Segment Start: EXTRACTED ENTRIES

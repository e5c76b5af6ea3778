//! Packet framing: `type(1) | length(3, big-endian) | payload(length)`.
//!
//! `Decoder` is a streaming accumulator: feed it arbitrary byte slices (as
//! they arrive off a socket) and drain whatever complete packets have
//! accumulated. Partial frames are carried across calls in an internal
//! buffer.

use bytes::{Buf, BufMut, BytesMut};

use crate::error::CodecError;

/// Maximum payload length a 3-byte big-endian length field can address.
pub const MAX_PAYLOAD_LEN: usize = (1 << 24) - 1;

const HEADER_LEN: usize = 4;

#[derive(Debug, Clone, Copy, PartialEq, Eq)]
pub enum PacketType {
    Handshake,
    HandshakeAck,
    Heartbeat,
    Data,
}

impl PacketType {
    fn from_byte(b: u8) -> Result<Self, CodecError> {
        match b {
            1 => Ok(PacketType::Handshake),
            2 => Ok(PacketType::HandshakeAck),
            3 => Ok(PacketType::Heartbeat),
            4 => Ok(PacketType::Data),
            other => Err(CodecError::UnknownPacketType(other)),
        }
    }

    fn as_byte(self) -> u8 {
        match self {
            PacketType::Handshake => 1,
            PacketType::HandshakeAck => 2,
            PacketType::Heartbeat => 3,
            PacketType::Data => 4,
        }
    }
}

#[derive(Debug, Clone, PartialEq, Eq)]
pub struct Packet {
    pub kind: PacketType,
    pub payload: Vec<u8>,
}

impl Packet {
    pub fn new(kind: PacketType, payload: Vec<u8>) -> Self {
        Packet { kind, payload }
    }
}

/// Streaming packet decoder. One per connection.
#[derive(Debug, Default)]
pub struct Decoder {
    buf: BytesMut,
}

impl Decoder {
    pub fn new() -> Self {
        Decoder::default()
    }

    /// Feed newly-read bytes in and drain every complete packet they make
    /// available. Any trailing partial frame stays buffered for the next call.
    pub fn decode(&mut self, chunk: &[u8]) -> Result<Vec<Packet>, CodecError> {
        self.buf.extend_from_slice(chunk);

        let mut packets = Vec::new();
        loop {
            if self.buf.len() < HEADER_LEN {
                break;
            }
            let type_byte = self.buf[0];
            let len = ((self.buf[1] as usize) << 16) | ((self.buf[2] as usize) << 8) | (self.buf[3] as usize);
            if len > MAX_PAYLOAD_LEN {
                return Err(CodecError::MalformedPacket("length field exceeds 2^24-1"));
            }
            if self.buf.len() < HEADER_LEN + len {
                break;
            }
            let kind = PacketType::from_byte(type_byte)?;
            self.buf.advance(HEADER_LEN);
            let payload = self.buf.split_to(len).to_vec();
            packets.push(Packet::new(kind, payload));
        }
        Ok(packets)
    }
}

/// Encode a single packet into one frame.
pub fn encode(packet: &Packet) -> Result<bytes::Bytes, CodecError> {
    if packet.payload.len() > MAX_PAYLOAD_LEN {
        return Err(CodecError::MalformedPacket("payload exceeds 2^24-1 bytes"));
    }
    let len = packet.payload.len();
    let mut buf = BytesMut::with_capacity(HEADER_LEN + len);
    buf.put_u8(packet.kind.as_byte());
    buf.put_u8((len >> 16) as u8);
    buf.put_u8((len >> 8) as u8);
    buf.put_u8(len as u8);
    buf.put_slice(&packet.payload);
    Ok(buf.freeze())
}

#[cfg(test)]
mod tests {
    use super::*;

    #[test]
    fn round_trips_a_single_packet() {
        let packet = Packet::new(PacketType::Data, b"hello".to_vec());
        let frame = encode(&packet).unwrap();
        let mut decoder = Decoder::new();
        let decoded = decoder.decode(&frame).unwrap();
        assert_eq!(decoded, vec![packet]);
    }

    #[test]
    fn restartable_across_arbitrary_chunk_boundaries() {
        let packets = vec![
            Packet::new(PacketType::Handshake, b"hi".to_vec()),
            Packet::new(PacketType::Data, b"payload-one".to_vec()),
            Packet::new(PacketType::Heartbeat, Vec::new()),
        ];
        let mut whole = Vec::new();
        for p in &packets {
            whole.extend_from_slice(&encode(p).unwrap());
        }

        for split_at in 1..whole.len() {
            let (a, b) = whole.split_at(split_at);
            let mut decoder = Decoder::new();
            let mut out = decoder.decode(a).unwrap();
            out.extend(decoder.decode(b).unwrap());
            assert_eq!(out, packets, "split at {split_at} produced different packets");
        }
    }

    #[test]
    fn unknown_packet_type_is_malformed() {
        let frame = [9u8, 0, 0, 0];
        let mut decoder = Decoder::new();
        assert_eq!(decoder.decode(&frame), Err(CodecError::UnknownPacketType(9)));
    }

    #[test]
    fn leftover_prefix_is_retained_across_calls() {
        let packet = Packet::new(PacketType::Data, b"0123456789".to_vec());
        let frame = encode(&packet).unwrap();
        let mut decoder = Decoder::new();
        assert!(decoder.decode(&frame[..2]).unwrap().is_empty());
        assert!(decoder.decode(&frame[2..6]).unwrap().is_empty());
        let out = decoder.decode(&frame[6..]).unwrap();
        assert_eq!(out, vec![packet]);
    }
}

Segment End: EXTRACTED ENTRIES

• **EXERCISE AIM**
Retype word for word everything in the listing above from the line that holds "in an internal" down to the line that holds "const HEADER_LEN: usize = 4;". Keep both end lines and leave out the rest.

• **PROBLEM SOLUTION**
//! accumulated. Partial frames are carried across calls in an internal
//! buffer.

use bytes::{Buf, BufMut, BytesMut};

use crate::error::CodecError;

/// Maximum payload length a 3-byte big-endian length field can address.
pub const MAX_PAYLOAD_LEN: usize = (1 << 24) - 1;

const HEADER_LEN: usize = 4;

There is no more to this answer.